--- Data to use ---
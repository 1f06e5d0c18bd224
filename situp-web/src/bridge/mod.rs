//! Bridge module - JS ↔ Rust communication
//!
//! All #[wasm_bindgen] entry points live here.
//! Re-exports only in mod.rs, logic in submodules.

mod error;
mod report;
mod counter_bridge;

pub use error::BridgeError;
pub use report::{FrameReport, StatsReport};
pub use counter_bridge::{
    process_landmarks,
    reset_counter,
    get_counter_stats,
    set_counter_thresholds,
    set_min_visibility,
};
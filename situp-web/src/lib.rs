//! Sit-up Counter Web - rep counting over MediaPipe Pose landmarks
//!
//! Entry point for WASM module. Only contains:
//! - Module declarations
//! - wasm_bindgen entry points that delegate to submodules

use wasm_bindgen::prelude::*;

// ============================================================================
// CONSOLE LOGGING
// ============================================================================

#[wasm_bindgen]
extern "C" {
    #[wasm_bindgen(js_namespace = console)]
    fn log(s: &str);
}

macro_rules! console_log {
    ($($t:tt)*) => ($crate::log(&format_args!($($t)*).to_string()))
}

pub mod counter;
pub mod pose;
mod bridge;


// Re-export wasm_bindgen functions for JS access
pub use bridge::{
    process_landmarks, reset_counter, get_counter_stats,
    set_counter_thresholds, set_min_visibility,
    BridgeError, FrameReport, StatsReport,
};
pub use counter::{RepCounter, Stage, Thresholds};
pub use pose::{JointMap, JointName, Landmark, MediaPipePose, PoseEstimator};

// ============================================================================
// WASM ENTRY POINTS
// ============================================================================

/// Called automatically when WASM module loads
#[wasm_bindgen(start)]
pub fn init_panic_hook() {
    console_error_panic_hook::set_once();
}
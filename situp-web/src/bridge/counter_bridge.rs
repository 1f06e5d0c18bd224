//! Counter entry points for JavaScript
//!
//! JS runs MediaPipe Pose and passes each frame's landmarks here. One
//! counter instance lives in thread-local storage (WASM is single-threaded).

use wasm_bindgen::prelude::*;
use std::cell::RefCell;

use crate::counter::{RepCounter, Thresholds};
use crate::pose::MediaPipePose;
use super::error::{BridgeError, check_buffer};
use super::report::{FrameReport, StatsReport};

thread_local! {
    static COUNTER: RefCell<RepCounter<MediaPipePose>> =
        RefCell::new(RepCounter::new(MediaPipePose::new()));
}

// ============================================================================
// WASM-BINDGEN ENTRY POINTS
// ============================================================================

/// Process one frame of landmarks
///
/// `data` is a flat Float32Array: 33 × (x, y, z) or 33 × (x, y, z, visibility),
/// or empty when MediaPipe found nobody.
#[wasm_bindgen]
pub fn process_landmarks(data: &[f32]) -> Result<FrameReport, JsValue> {
    if let Err(err) = check_buffer(data) {
        web_sys::console::warn_1(&format!("{:?}", err).into());
        return Err(err.into());
    }

    let report = COUNTER.with(|counter_cell| {
        let mut counter = counter_cell.borrow_mut();
        let result = counter.process_frame(data);
        FrameReport::new(&result.update, result.landmarks.is_some())
    });

    if report.counted() {
        console_log!("✅ Sit-up #{} counted", report.count());
    } else if report.rejected() {
        console_log!("⚠️ Partial sit-up rejected (count stays {})", report.count());
    }

    Ok(report)
}

/// Clear count, stage and histories
#[wasm_bindgen]
pub fn reset_counter() {
    COUNTER.with(|counter_cell| counter_cell.borrow_mut().reset());
    console_log!("🔄 Sit-up counter reset");
}

/// Current totals and history sizes
#[wasm_bindgen]
pub fn get_counter_stats() -> StatsReport {
    COUNTER.with(|counter_cell| counter_cell.borrow().stats().into())
}

/// Tune stage thresholds (degrees). History is kept.
#[wasm_bindgen]
pub fn set_counter_thresholds(down: f32, up: f32, min_range: f32) -> Result<(), JsValue> {
    let thresholds = Thresholds::new(down, up, min_range)
        .ok_or(BridgeError::InvalidThresholds { down, up, min_range })?;

    COUNTER.with(|counter_cell| counter_cell.borrow_mut().set_thresholds(thresholds));
    console_log!("Thresholds: down>{}° up<{}° range>={}°", down, up, min_range);
    Ok(())
}

/// Minimum MediaPipe visibility for a joint to be used (0-1)
#[wasm_bindgen]
pub fn set_min_visibility(min_visibility: f32) -> Result<(), JsValue> {
    if !(0.0..=1.0).contains(&min_visibility) {
        return Err(BridgeError::InvalidVisibility(min_visibility).into());
    }

    COUNTER.with(|counter_cell| {
        counter_cell
            .borrow_mut()
            .estimator_mut()
            .set_min_visibility(min_visibility);
    });
    Ok(())
}
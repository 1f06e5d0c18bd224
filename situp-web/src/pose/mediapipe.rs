//! MediaPipe BlazePose landmark buffer
//!
//! JavaScript runs the pose model and hands over a flat Float32Array:
//! - 33 landmarks × 3 values (x, y, z), or
//! - 33 landmarks × 4 values (x, y, z, visibility)
//! An empty buffer means no person was detected this frame.

use super::estimator::PoseEstimator;
use super::joints::{JointMap, JointName, Landmark};

// ============================================================================
// LANDMARK INDICES (MediaPipe Pose - 33 total)
// ============================================================================

pub const LANDMARK_COUNT: usize = 33;
pub const LEFT_SHOULDER: usize = 11;
pub const RIGHT_SHOULDER: usize = 12;
pub const LEFT_HIP: usize = 23;
pub const RIGHT_HIP: usize = 24;
pub const LEFT_KNEE: usize = 25;
pub const RIGHT_KNEE: usize = 26;

/// Buffer length without visibility
pub const VALUES_XYZ: usize = LANDMARK_COUNT * 3;

/// Buffer length with visibility
pub const VALUES_XYZV: usize = LANDMARK_COUNT * 4;

/// Joints below this visibility are treated as undetected
pub const DEFAULT_MIN_VISIBILITY: f32 = 0.5;

/// MediaPipe index for each joint the counter reads
const JOINT_INDICES: [(JointName, usize); 6] = [
    (JointName::LeftShoulder, LEFT_SHOULDER),
    (JointName::RightShoulder, RIGHT_SHOULDER),
    (JointName::LeftHip, LEFT_HIP),
    (JointName::RightHip, RIGHT_HIP),
    (JointName::LeftKnee, LEFT_KNEE),
    (JointName::RightKnee, RIGHT_KNEE),
];

/// One frame of decoded landmarks
#[derive(Clone, Debug)]
pub struct PoseLandmarks {
    pub points: [Landmark; LANDMARK_COUNT],
    /// Per-landmark visibility, `None` when the buffer carried none
    pub visibility: Option<[f32; LANDMARK_COUNT]>,
}

impl PoseLandmarks {
    /// Decode a flat buffer. `None` for empty or wrongly-sized input.
    pub fn from_flat(data: &[f32]) -> Option<Self> {
        let stride = match data.len() {
            VALUES_XYZ => 3,
            VALUES_XYZV => 4,
            _ => return None,
        };

        let mut points = [Landmark::default(); LANDMARK_COUNT];
        let mut visibility = [1.0; LANDMARK_COUNT];

        for (i, chunk) in data.chunks_exact(stride).enumerate() {
            points[i] = Landmark::new(chunk[0], chunk[1], chunk[2]);
            if stride == 4 {
                visibility[i] = chunk[3];
            }
        }

        Some(Self {
            points,
            visibility: (stride == 4).then_some(visibility),
        })
    }

    /// Visibility of a landmark; 1.0 when the buffer had none
    pub fn visibility(&self, index: usize) -> f32 {
        self.visibility.map_or(1.0, |v| v[index])
    }
}

/// Pose estimator over MediaPipe landmark buffers
pub struct MediaPipePose {
    /// Minimum visibility for a joint to appear in the key-point map
    min_visibility: f32,
}

impl MediaPipePose {
    pub fn new() -> Self {
        Self {
            min_visibility: DEFAULT_MIN_VISIBILITY,
        }
    }

    /// Set visibility floor (0-1)
    pub fn set_min_visibility(&mut self, min_visibility: f32) {
        self.min_visibility = min_visibility;
    }

    pub fn min_visibility(&self) -> f32 {
        self.min_visibility
    }
}

impl Default for MediaPipePose {
    fn default() -> Self {
        Self::new()
    }
}

impl PoseEstimator for MediaPipePose {
    type Frame = [f32];
    type Landmarks = PoseLandmarks;

    fn landmarks(&mut self, frame: &[f32]) -> Option<PoseLandmarks> {
        PoseLandmarks::from_flat(frame)
    }

    fn key_points(&self, landmarks: Option<&PoseLandmarks>) -> JointMap {
        let Some(landmarks) = landmarks else {
            return JointMap::new();
        };

        JOINT_INDICES
            .iter()
            .filter(|(_, index)| landmarks.visibility(*index) >= self.min_visibility)
            .map(|(joint, index)| (*joint, landmarks.points[*index]))
            .collect()
    }
}

#[cfg(test)]
mod tests {
    use super::*;
    use crate::pose::Side;

    fn flat_with_visibility(visible: f32) -> Vec<f32> {
        let mut data = vec![0.0; VALUES_XYZV];
        for i in 0..LANDMARK_COUNT {
            data[i * 4] = i as f32 / 100.0;
            data[i * 4 + 1] = 0.5;
            data[i * 4 + 3] = visible;
        }
        data
    }

    #[test]
    fn test_empty_buffer_means_no_pose() {
        let mut pose = MediaPipePose::new();
        assert!(pose.landmarks(&[]).is_none());
        assert!(pose.key_points(None).is_empty());
    }

    #[test]
    fn test_xyz_buffer_maps_all_joints() {
        let mut data = vec![0.0; VALUES_XYZ];
        data[LEFT_HIP * 3] = 0.42;
        data[LEFT_HIP * 3 + 1] = 0.61;

        let mut pose = MediaPipePose::new();
        let landmarks = pose.landmarks(&data).unwrap();
        assert!(landmarks.visibility.is_none());

        let joints = pose.key_points(Some(&landmarks));
        assert_eq!(joints.len(), 6);
        let hip = joints.get(JointName::LeftHip).unwrap();
        assert!((hip.x - 0.42).abs() < 1e-6);
        assert!((hip.y - 0.61).abs() < 1e-6);
    }

    #[test]
    fn test_low_visibility_joints_are_dropped() {
        let mut data = flat_with_visibility(0.9);
        data[RIGHT_KNEE * 4 + 3] = 0.1;

        let mut pose = MediaPipePose::new();
        let landmarks = pose.landmarks(&data).unwrap();
        let joints = pose.key_points(Some(&landmarks));

        assert_eq!(joints.len(), 5);
        assert!(joints.has_triple(Side::Left));
        assert!(!joints.has_triple(Side::Right));
    }

    #[test]
    fn test_visibility_floor_is_configurable() {
        let data = flat_with_visibility(0.3);
        let mut pose = MediaPipePose::new();
        let landmarks = pose.landmarks(&data).unwrap();
        assert!(pose.key_points(Some(&landmarks)).is_empty());

        pose.set_min_visibility(0.2);
        assert_eq!(pose.key_points(Some(&landmarks)).len(), 6);
    }

    #[test]
    fn test_wrong_length_is_rejected() {
        assert!(PoseLandmarks::from_flat(&[0.0; 50]).is_none());
    }
}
---
Task brief - Only a number is wanted here: the count of lines above that hold the word "usize".

Exercise solution - 11